写在人生边上: 重印本序

  考古学提倡发掘坟墓以后,好多古代死人的朽骨和遗物都暴露了;现代文学成为专科研究以后,好多未死的作家的将朽或已朽的作品都被发掘而暴露了。被发掘的喜悦使我们这些人忽视了被暴露的危险,不想到作品的埋没往往保全了作者的虚名。假如作者本人带头参加了发掘工作,那很可能得不偿失,“自掘坟墓”会变为矛盾统一的双关语:掘开自己作品的坟墓恰恰也是掘下了作者自己的坟墓。《写在人生边上》是四十年前写的,《人·兽·鬼》是三十六、七年前写的。那时候,我对自己的生命还没有愈来愈逼窄的边缘感觉,对人、兽、鬼等事务的区别还有非辩证的机械看法。写完了《围城》,我曾修改一下这两本书的文字;改本后来都遗失了,这也表示我不很爱惜旧作。四年前,擅长发掘文墓和揭开文幕的陈梦熊同志向我游说,建议重印这两本书。他知道我手边没有存书,特意在上海设法复制了原本寄给我。在写作上,我也许是一个“忘本”的浪子,懒去留恋和收藏早期发表的东西。《上海抗战时期文学丛书》编委会成立,朱雯、杨幼生两位同志都要把这两本书收进《丛书》。我自信我谢绝的理由很充分:《写在人生边上》不是在上海写的,《人·兽·鬼》不是在抗战时期出版的,混在《丛书》里有冒牌的嫌疑。

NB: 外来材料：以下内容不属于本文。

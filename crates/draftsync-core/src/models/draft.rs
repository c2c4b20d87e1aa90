//! Draft state model

use std::fmt;
use std::str::FromStr;

use serde::{Deserialize, Serialize};
use uuid::Uuid;

use crate::models::conflict::DraftConflict;
use crate::models::form::{CampaignFormData, FormField};
use crate::util::{now_ms, word_count};

/// A unique identifier for a draft, using UUID v7 (time-sortable)
#[derive(Debug, Clone, Copy, PartialEq, Eq, Hash, Serialize, Deserialize)]
pub struct DraftId(Uuid);

impl DraftId {
    /// Create a new unique draft ID using UUID v7
    #[must_use]
    pub fn new() -> Self {
        Self(Uuid::now_v7())
    }

    /// Get the string representation of this ID
    #[must_use]
    pub fn as_str(&self) -> String {
        self.0.to_string()
    }
}

impl Default for DraftId {
    fn default() -> Self {
        Self::new()
    }
}

impl fmt::Display for DraftId {
    fn fmt(&self, f: &mut fmt::Formatter<'_>) -> fmt::Result {
        write!(f, "{}", self.0)
    }
}

impl FromStr for DraftId {
    type Err = uuid::Error;

    fn from_str(s: &str) -> Result<Self, Self::Err> {
        Ok(Self(Uuid::parse_str(s)?))
    }
}

/// Where a draft sits in its synchronization lifecycle
#[derive(Debug, Clone, Copy, PartialEq, Eq, Hash, Serialize, Deserialize)]
#[serde(rename_all = "UPPERCASE")]
pub enum DraftStatus {
    /// Built locally, first sync not yet completed
    Creating,
    /// A sync is in flight or scheduled for pending local edits
    Syncing,
    /// Last sync succeeded with no unresolved conflicts
    Synced,
    /// Last sync detected (and auto-resolved) field disagreements
    Conflict,
    /// Remote store unreachable; edits continue locally
    Offline,
    /// Last sync failed for a non-connectivity reason
    Error,
}

/// Derived per-draft statistics, recomputed on every mutation
#[derive(Debug, Clone, PartialEq, Eq, Serialize, Deserialize)]
pub struct DraftMetadata {
    /// Operating system of the writing client
    pub device_os: String,
    /// Library identification, the closest analog of a browser user agent
    pub client_agent: String,
    /// Milliseconds since the draft was created in this session
    pub session_duration_ms: i64,
    /// Word count of the description field
    pub word_count: usize,
    /// Share of required fields filled in, 0-100
    pub completion_percentage: u8,
    /// Syncs triggered by the debounce timer
    pub auto_save_count: u32,
    /// Syncs triggered explicitly by the user
    pub manual_save_count: u32,
}

/// Fields that must be filled for a draft to count as complete
const REQUIRED_FIELDS: [FormField; 4] = [
    FormField::Title,
    FormField::Description,
    FormField::BitcoinAddress,
    FormField::GoalAmount,
];

impl DraftMetadata {
    /// Build metadata for a fresh draft
    #[must_use]
    pub fn new(form: &CampaignFormData) -> Self {
        Self {
            device_os: std::env::consts::OS.to_string(),
            client_agent: concat!("draftsync-core/", env!("CARGO_PKG_VERSION")).to_string(),
            session_duration_ms: 0,
            word_count: word_count(&form.description),
            completion_percentage: completion_percentage(form),
            auto_save_count: 0,
            manual_save_count: 0,
        }
    }

    /// Recompute the derived statistics after a form mutation
    pub fn recompute(&mut self, form: &CampaignFormData, created_at: i64, now: i64) {
        self.word_count = word_count(&form.description);
        self.completion_percentage = completion_percentage(form);
        self.session_duration_ms = (now - created_at).max(0);
    }
}

/// Percentage of required fields that are filled in
#[must_use]
pub fn completion_percentage(form: &CampaignFormData) -> u8 {
    let completed = REQUIRED_FIELDS
        .iter()
        .filter(|field| form.get(**field).is_present())
        .count();
    u8::try_from(completed * 100 / REQUIRED_FIELDS.len()).unwrap_or(100)
}

/// The authoritative working copy of one in-progress campaign form
#[derive(Debug, Clone, PartialEq, Eq, Serialize, Deserialize)]
pub struct DraftState {
    /// Unique identifier, assigned at creation
    pub id: DraftId,
    /// User who owns this draft (immutable)
    pub owner_id: String,
    /// Display title, falls back to a placeholder while the form is empty
    pub title: String,
    /// The business payload being edited
    pub form_data: CampaignFormData,
    /// Position within the multi-step wizard
    pub current_step: u32,
    /// Logical clock, incremented on every local mutation
    pub version: u64,
    /// Remote version last incorporated by this client
    pub last_synced_version: u64,
    /// Synchronization lifecycle state
    pub status: DraftStatus,
    /// Derived statistics
    pub metadata: DraftMetadata,
    /// Field-level conflicts from the most recent reconciliation
    pub conflicts: Vec<DraftConflict>,
    /// Unix ms of the last successful sync (0 before the first)
    pub last_synced_at: i64,
    /// Unix ms of the last local mutation
    pub last_modified_at: i64,
    /// Unix ms of creation
    pub created_at: i64,
}

/// Placeholder title until the user names the campaign
pub const UNTITLED: &str = "Untitled Campaign";

impl DraftState {
    /// Build a new draft for `owner_id`, optionally seeded with form data
    #[must_use]
    pub fn new(owner_id: impl Into<String>, initial: Option<CampaignFormData>) -> Self {
        let form_data = initial.unwrap_or_default();
        let now = now_ms();
        Self {
            id: DraftId::new(),
            owner_id: owner_id.into(),
            title: display_title(&form_data),
            metadata: DraftMetadata::new(&form_data),
            form_data,
            current_step: 1,
            version: 1,
            last_synced_version: 0,
            status: DraftStatus::Creating,
            conflicts: Vec::new(),
            last_synced_at: 0,
            last_modified_at: now,
            created_at: now,
        }
    }

    /// Refresh the display title and derived metadata after a form change
    pub fn refresh_derived(&mut self, now: i64) {
        self.title = display_title(&self.form_data);
        self.metadata
            .recompute(&self.form_data, self.created_at, now);
    }
}

fn display_title(form: &CampaignFormData) -> String {
    if form.title.trim().is_empty() {
        UNTITLED.to_string()
    } else {
        form.title.clone()
    }
}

于是,《丛书》主要编委柯灵同志对我说:“你不让国内重印,事实上等于放任那些字句讹脱的‘盗印本’在国外继续流传,这种态度很不负责。至于《丛书》该不该收,编委自有道理,你不用代我们操心。”他讲来振振有辞,我一向听从我这位老朋友的话,只好应允合作。又麻烦梦熊同志复制一次,因为我把他寄来的本子早丢了。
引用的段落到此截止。